§ **GIVEN RECORDS**:
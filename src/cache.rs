//! Memoized parse results keyed by the raw specification string.

use std::collections::HashMap;
use std::sync::atomic::{AtomicUsize, Ordering};
use std::time::{Duration, Instant};

use parking_lot::Mutex;
use tracing::trace;

use crate::errors::ParseError;
use crate::query::Query;

/// Inserts between two sweeps of expired entries.
pub const PURGE_INTERVAL: usize = 256;

/// Outcome of one parse, as stored.
pub type ParseResult = Result<Query, ParseError>;

/// Keyed TTL store behind the query cache.
pub trait QueryStore: Send + Sync {
    fn get(&self, spec: &str) -> Option<ParseResult>;
    fn set(&self, spec: &str, result: ParseResult, ttl: Duration);
}

struct CacheEntry {
    result: ParseResult,
    expires_at: Instant,
}

/// In-process store. Expired entries are dropped when next looked up, and
/// all of them are swept every [`PURGE_INTERVAL`] inserts.
#[derive(Default)]
pub struct QueryCache {
    entries: Mutex<HashMap<String, CacheEntry>>,
    inserts: AtomicUsize,
}

impl QueryCache {
    pub fn new() -> Self {
        Self::default()
    }

    /// Entry count, including expired entries not yet evicted.
    pub fn len(&self) -> usize {
        self.entries.lock().len()
    }

    pub fn is_empty(&self) -> bool {
        self.entries.lock().is_empty()
    }

    pub fn clear(&self) {
        self.entries.lock().clear();
    }

    /// Drop every expired entry, returning how many were removed.
    pub fn purge_expired(&self) -> usize {
        purge(&mut self.entries.lock())
    }
}

fn purge(entries: &mut HashMap<String, CacheEntry>) -> usize {
    let now = Instant::now();
    let before = entries.len();
    entries.retain(|_, entry| entry.expires_at > now);
    before - entries.len()
}

impl QueryStore for QueryCache {
    fn get(&self, spec: &str) -> Option<ParseResult> {
        let mut entries = self.entries.lock();
        let entry = entries.get(spec)?;
        if entry.expires_at > Instant::now() {
            trace!(spec, "query cache hit");
            return Some(entry.result.clone());
        }
        entries.remove(spec);
        trace!(spec, "query cache entry expired");
        None
    }

    fn set(&self, spec: &str, result: ParseResult, ttl: Duration) {
        let entry = CacheEntry {
            result,
            expires_at: Instant::now() + ttl,
        };
        let mut entries = self.entries.lock();
        entries.insert(spec.to_string(), entry);
        if (self.inserts.fetch_add(1, Ordering::Relaxed) + 1) % PURGE_INTERVAL == 0 {
            let removed = purge(&mut entries);
            trace!(removed, remaining = entries.len(), "query cache swept");
        }
    }
}

#[cfg(test)]
mod tests {
    use super::*;
    use crate::parser::parse;

    #[test]
    fn hit_returns_stored_result() {
        let cache = QueryCache::new();
        cache.set("a.b", parse("a.b"), Duration::from_secs(60));
        let hit = cache.get("a.b").unwrap().unwrap();
        assert_eq!(hit.spec(), "a.b");
        assert!(cache.get("a.c").is_none());
    }

    #[test]
    fn errors_are_cached_too() {
        let cache = QueryCache::new();
        cache.set("", parse(""), Duration::from_secs(60));
        assert_eq!(cache.get(""), Some(Err(ParseError::Empty)));
    }

    #[test]
    fn inserts_sweep_expired_entries() {
        let cache = QueryCache::new();
        cache.set("kept", parse("kept"), Duration::from_secs(60));
        for i in 1..PURGE_INTERVAL {
            let spec = format!("k{i}");
            cache.set(&spec, parse(&spec), Duration::ZERO);
        }
        assert_eq!(cache.len(), 1);
        assert!(cache.get("kept").is_some());
    }

    #[test]
    fn expired_entries_are_evicted_on_access() {
        let cache = QueryCache::new();
        cache.set("a", parse("a"), Duration::ZERO);
        assert_eq!(cache.len(), 1);
        assert!(cache.get("a").is_none());
        assert!(cache.is_empty());
    }

    #[test]
    fn purge_drops_only_expired() {
        let cache = QueryCache::new();
        cache.set("a", parse("a"), Duration::ZERO);
        cache.set("b", parse("b"), Duration::from_secs(60));
        assert_eq!(cache.purge_expired(), 1);
        assert_eq!(cache.len(), 1);
        cache.clear();
        assert!(cache.is_empty());
    }
}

§ **EXERCISE**: After reading through the material, report every line that holds "HashMap".

§ **EXERCISE RESULT**:
use std::collections::HashMap;
    entries: Mutex<HashMap<String, CacheEntry>>,
fn purge(entries: &mut HashMap<String, CacheEntry>) -> usize {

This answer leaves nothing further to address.